There is a fair amount of confusion regarding HIPAA laws and texting. Some IT professionals believe that texting Protected Health Information (PHI) is permissible in certain circumstances, whereas others claim that texting should never be used to communicate PHI.
The truth of the matter is that texting is not referred to in HIPAA at all – only that certain administrative, physical and technical security measures have to be in place to ensure the integrity of PHI when it is “in transit” – i.e. being sent by any electronic method.
The nature of the administrative, physical and technical security measures would suggest that “Short Message Service” (SMS) texts and “Instant Message” (IM) texts are not HIPAA compliant. This is because the person that sent the message does not have absolute control over third party access to the message once it has left their mobile device.
Before looking at what security measures have to be put in place to resolve conflicts between HIPAA laws and texting, let´s first look at some scenarios that explain why they are necessary.

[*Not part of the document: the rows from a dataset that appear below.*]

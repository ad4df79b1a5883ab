//! Target definitions - what gets built.
//!
//! A target is a named extension module or support library owned by one
//! subsystem. Its dependency and feature sets travel with the builder that
//! was registered for it, not with the request.

use std::fmt;

use serde::{Deserialize, Serialize};

/// How the host should treat the artifact a target produces.
#[derive(Debug, Clone, Copy, PartialEq, Eq, PartialOrd, Ord, Hash, Serialize, Deserialize, Default)]
#[serde(rename_all = "kebab-case")]
pub enum ArtifactKind {
    /// Loadable native extension module (default)
    #[default]
    #[serde(alias = "extension", alias = "ext")]
    ExtensionModule,

    /// Support library consumed by other targets of the same subsystem
    #[serde(alias = "library", alias = "lib")]
    CompiledLibrary,
}

impl ArtifactKind {
    /// Check if this is a library rather than a loadable module.
    pub fn is_library(&self) -> bool {
        matches!(self, ArtifactKind::CompiledLibrary)
    }

    /// Output shape used when the feature set names no packaging tag.
    pub fn default_shape(&self) -> OutputShape {
        match self {
            ArtifactKind::ExtensionModule => OutputShape::SharedExtension,
            ArtifactKind::CompiledLibrary => OutputShape::StaticLibrary,
        }
    }

    /// Short label for display.
    pub fn label(&self) -> &'static str {
        match self {
            ArtifactKind::ExtensionModule => "extension",
            ArtifactKind::CompiledLibrary => "library",
        }
    }
}

impl fmt::Display for ArtifactKind {
    fn fmt(&self, f: &mut fmt::Formatter<'_>) -> fmt::Result {
        f.write_str(self.label())
    }
}

/// Shape of the file a build action produces.
#[derive(Debug, Clone, Copy, PartialEq, Eq, Hash, Serialize, Deserialize)]
#[serde(rename_all = "kebab-case")]
pub enum OutputShape {
    /// Shared library loadable as an extension module (.so / .pyd / .dylib)
    SharedExtension,
    /// Static archive (.a / .lib)
    StaticLibrary,
}

impl OutputShape {
    /// Get the typical file extension for this shape.
    pub fn extension(&self, os: &str) -> &'static str {
        match self {
            OutputShape::SharedExtension => {
                if os == "windows" {
                    "pyd"
                } else {
                    "so"
                }
            }
            OutputShape::StaticLibrary => {
                if os == "windows" {
                    "lib"
                } else {
                    "a"
                }
            }
        }
    }

    /// Get the typical file prefix for this shape.
    ///
    /// Extension modules are imported by bare name, so they never get `lib`.
    pub fn prefix(&self, os: &str) -> &'static str {
        match self {
            OutputShape::SharedExtension => "",
            OutputShape::StaticLibrary => {
                if os == "windows" {
                    ""
                } else {
                    "lib"
                }
            }
        }
    }

    /// Get the output filename for a target.
    pub fn output_filename(&self, name: &str, os: &str) -> String {
        format!("{}{}.{}", self.prefix(os), name, self.extension(os))
    }
}

/// Request to construct the build action for one target.
///
/// The host builds one of these from a registry entry and passes it to the
/// registered builder.
#[derive(Debug, Clone, PartialEq, Eq, Hash, Serialize, Deserialize)]
pub struct TargetRequest {
    /// Target name, unique within its subsystem
    pub name: String,

    /// Subsystem that registered the target
    pub subsystem: String,

    /// Artifact kind recorded at registration
    pub kind: ArtifactKind,
}

impl TargetRequest {
    /// Create a request for an extension module.
    pub fn new(subsystem: impl Into<String>, name: impl Into<String>) -> Self {
        TargetRequest {
            name: name.into(),
            subsystem: subsystem.into(),
            kind: ArtifactKind::ExtensionModule,
        }
    }

    /// Set the artifact kind.
    pub fn with_kind(mut self, kind: ArtifactKind) -> Self {
        self.kind = kind;
        self
    }

    /// Qualified `subsystem:name` label.
    pub fn label(&self) -> String {
        format!("{}:{}", self.subsystem, self.name)
    }
}
//! Builder functions and the configuration records behind them.
//!
//! A registered builder is usually a [`BuilderConfig`] (the dependency and
//! feature sets chosen for one target) paired with the pass's Default
//! Builder. [`dispatch`] is the one place those sets are handed over.

use std::fmt;
use std::sync::Arc;

use crate::builder::default::DefaultBuilder;
use crate::builder::errors::BuilderError;
use crate::core::action::BuildAction;
use crate::core::dependency::DependencySet;
use crate::core::feature::FeatureSet;
use crate::core::target::TargetRequest;

/// A builder function: turns a target request into a build action.
///
/// Builders are shared between the registry and the host's scheduler, so
/// they must be callable from any thread and must not carry mutable state.
pub trait TargetBuilder: Send + Sync + fmt::Debug {
    /// Construct the build action for `target`.
    fn build(&self, target: &TargetRequest) -> Result<BuildAction, BuilderError>;
}

/// Immutable dependency and feature selection for one target.
#[derive(Debug, Clone, Default, PartialEq, Eq, Hash)]
pub struct BuilderConfig {
    /// Libraries to link against
    pub dependencies: DependencySet,

    /// Toolchain features to enable
    pub features: FeatureSet,
}

impl BuilderConfig {
    /// Create a configuration from explicit sets.
    pub fn new(dependencies: DependencySet, features: FeatureSet) -> Self {
        BuilderConfig {
            dependencies,
            features,
        }
    }

    /// Create a configuration from host notation, e.g.
    /// `BuilderConfig::parse("fitpack CLIB", "compile-C compile-Fortran")`.
    pub fn parse(uses: &str, features: &str) -> Self {
        BuilderConfig {
            dependencies: DependencySet::parse(uses),
            features: FeatureSet::parse(features),
        }
    }

    /// Add a dependency.
    pub fn uses(mut self, dependency: &str) -> Self {
        self.dependencies = self.dependencies.with(dependency);
        self
    }

    /// Add a feature tag.
    pub fn with_feature(mut self, tag: &str) -> Self {
        self.features = self.features.with(tag);
        self
    }

    /// Add several feature tags.
    pub fn with_features<'a>(mut self, tags: impl IntoIterator<Item = &'a str>) -> Self {
        for tag in tags {
            self.features = self.features.with(tag);
        }
        self
    }
}

/// Forward a configuration to the Default Builder.
///
/// Calls `default_builder` exactly once with the configuration's sets,
/// unmodified. Errors come back untouched.
pub fn dispatch(
    config: &BuilderConfig,
    default_builder: &dyn DefaultBuilder,
    target: &TargetRequest,
) -> Result<BuildAction, BuilderError> {
    default_builder.build(target, &config.dependencies, &config.features)
}

/// A [`BuilderConfig`] bound to a Default Builder.
#[derive(Debug, Clone)]
pub struct ConfiguredBuilder {
    config: BuilderConfig,
    default_builder: Arc<dyn DefaultBuilder>,
}

impl ConfiguredBuilder {
    /// Bind `config` to `default_builder`.
    pub fn new(config: BuilderConfig, default_builder: Arc<dyn DefaultBuilder>) -> Self {
        ConfiguredBuilder {
            config,
            default_builder,
        }
    }

    /// The captured configuration.
    pub fn config(&self) -> &BuilderConfig {
        &self.config
    }
}

impl TargetBuilder for ConfiguredBuilder {
    fn build(&self, target: &TargetRequest) -> Result<BuildAction, BuilderError> {
        dispatch(&self.config, self.default_builder.as_ref(), target)
    }
}

/// Adapts a closure into a [`TargetBuilder`].
pub struct FnBuilder<F> {
    f: F,
}

impl<F> FnBuilder<F>
where
    F: Fn(&TargetRequest) -> Result<BuildAction, BuilderError> + Send + Sync,
{
    /// Wrap a closure.
    pub fn new(f: F) -> Self {
        FnBuilder { f }
    }
}

impl<F> fmt::Debug for FnBuilder<F> {
    fn fmt(&self, f: &mut fmt::Formatter<'_>) -> fmt::Result {
        f.debug_struct("FnBuilder").finish_non_exhaustive()
    }
}

impl<F> TargetBuilder for FnBuilder<F>
where
    F: Fn(&TargetRequest) -> Result<BuildAction, BuilderError> + Send + Sync,
{
    fn build(&self, target: &TargetRequest) -> Result<BuildAction, BuilderError> {
        (self.f)(target)
    }
}

#[cfg(test)]
mod tests {
    use super::*;
    use crate::builder::recording::RecordingBuilder;

    #[test]
    fn test_config_builders() {
        let config = BuilderConfig::default()
            .uses("CLIB")
            .uses("CLIB")
            .with_feature("compile-C")
            .with_features(["compile-Fortran", "compile-C"]);

        assert_eq!(config, BuilderConfig::parse("CLIB", "compile-C compile-Fortran"));
    }

    #[test]
    fn test_dispatch_forwards_once() {
        let recorder = RecordingBuilder::new();
        let config = BuilderConfig::parse("FBLAS CLIB", "compile-C compile-Fortran");
        let target = TargetRequest::new("linalg", "_flapack");

        let action = dispatch(&config, &recorder, &target).unwrap();

        let calls = recorder.calls();
        assert_eq!(calls.len(), 1);
        assert_eq!(calls[0].target, "_flapack");
        assert_eq!(calls[0].dependencies, config.dependencies);
        assert_eq!(calls[0].features, config.features);
        assert_eq!(action.dependencies, config.dependencies);
    }

    #[test]
    fn test_fn_builder() {
        let builder = FnBuilder::new(|target: &TargetRequest| {
            Err(BuilderError::Rejected {
                target: target.name.clone(),
                reason: "no toolchain".to_string(),
            })
        });
        let err = builder
            .build(&TargetRequest::new("misc", "x"))
            .unwrap_err();
        assert_eq!(err.target(), "x");
    }
}
//! A Default Builder that records what it was asked to build.
//!
//! Useful to check exactly which sets a registered builder forwards, and to
//! dry-run a pass without committing to a particular host vocabulary.

use std::sync::{Arc, Mutex};

use crate::builder::default::DefaultBuilder;
use crate::builder::errors::BuilderError;
use crate::core::action::BuildAction;
use crate::core::dependency::DependencySet;
use crate::core::feature::FeatureSet;
use crate::core::target::TargetRequest;

/// One call made to a [`RecordingBuilder`].
#[derive(Debug, Clone, PartialEq, Eq)]
pub struct RecordedCall {
    /// Target name
    pub target: String,
    /// Owning subsystem
    pub subsystem: String,
    /// Dependency set as received
    pub dependencies: DependencySet,
    /// Feature set as received
    pub features: FeatureSet,
}

/// Recording stand-in for the host's Default Builder.
///
/// Without an inner builder it accepts everything and describes the action
/// using the artifact kind's default shape.
#[derive(Debug, Default)]
pub struct RecordingBuilder {
    calls: Mutex<Vec<RecordedCall>>,
    inner: Option<Arc<dyn DefaultBuilder>>,
}

impl RecordingBuilder {
    /// Create a recorder that accepts every request.
    pub fn new() -> Self {
        RecordingBuilder::default()
    }

    /// Create a recorder that delegates to `inner` after recording.
    pub fn wrapping(inner: Arc<dyn DefaultBuilder>) -> Self {
        RecordingBuilder {
            calls: Mutex::new(Vec::new()),
            inner: Some(inner),
        }
    }

    /// Snapshot of every call so far, in call order.
    pub fn calls(&self) -> Vec<RecordedCall> {
        self.calls
            .lock()
            .map(|calls| calls.clone())
            .unwrap_or_else(|poisoned| poisoned.into_inner().clone())
    }

    /// Calls made for one target.
    pub fn calls_for(&self, target: &str) -> Vec<RecordedCall> {
        self.calls()
            .into_iter()
            .filter(|c| c.target == target)
            .collect()
    }

    /// Total number of calls.
    pub fn call_count(&self) -> usize {
        self.calls().len()
    }
}

impl DefaultBuilder for RecordingBuilder {
    fn build(
        &self,
        target: &TargetRequest,
        dependencies: &DependencySet,
        features: &FeatureSet,
    ) -> Result<BuildAction, BuilderError> {
        let call = RecordedCall {
            target: target.name.clone(),
            subsystem: target.subsystem.clone(),
            dependencies: dependencies.clone(),
            features: features.clone(),
        };
        match self.calls.lock() {
            Ok(mut calls) => calls.push(call),
            Err(poisoned) => poisoned.into_inner().push(call),
        }

        match &self.inner {
            Some(inner) => inner.build(target, dependencies, features),
            None => Ok(BuildAction::describe(
                target,
                target.kind.default_shape(),
                std::env::consts::OS,
                dependencies,
                features,
            )),
        }
    }
}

When a text message that includes PHI leaves a mobile device, there is a chance that it could be sent to the incorrect number, that the recipient of the message subsequently loses their mobile phone, or that the text message is intercepted on the move. It should also be pondered that copies of SMS and IM messages remain indefinitely on service providers´ servers.
To address these potential breaches of PHI, the HIPAA laws about communicating PHI state (among other guidelines) that there should be a system established where messages can be remotely retracted and deleted. To stop unauthorized access to PHI in transit or while a message is saved on a server, the content of the message and any attachments must be encrypted.
Although applications are now in place that enable you to retract a sent message, they are not much use if it is your mobile device that has been illegally taken. Apps also exist that allow you to encrypt your text messages. However, in order for this to be effective in a healthcare body, everybody would have to be using the same encryption software, and the decryption key would have to be stored on a different device.
In addition to this, other regulations concerning HIPAA laws and texting PHI stipulate that there has to be a mechanism in place to validate the identity of the message sender and the recipient. There must also be a system of message accountability in place, and all transmissions of PHI have to be reviewed and recorded. This means that every text message including PHI has to be logged.
To address any confusion about HIPAA laws and texting, it is advisable for healthcare organizations to investigate secure messaging solutions. Secure messaging solutions have all the security measures in place to ensure compliance with the HIPAA laws for sending PHI without sacrificing the speed and convenience of SMS and IM.
The solutions work by establishing a private communications network, through which authorized users can share and receive PHI either via a desktop computer or via apps that can be installed on any mobile device. Activity on the network is reviewed by a secure messaging platform – which also results in less access logs and audit reports to assist with the preparation of risk assessments – while security mechanisms allow administrators to remotely delete PHI from a lost or stolen mobile device.